* _Task prompt_: Extract all lines that hold "paths" from the records below.

* _Records for this task_:
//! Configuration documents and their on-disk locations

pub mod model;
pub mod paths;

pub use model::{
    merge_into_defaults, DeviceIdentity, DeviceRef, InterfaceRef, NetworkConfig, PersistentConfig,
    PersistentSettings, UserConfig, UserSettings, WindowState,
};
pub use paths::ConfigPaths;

* _Written reply_:
pub mod paths;
pub use paths::ConfigPaths;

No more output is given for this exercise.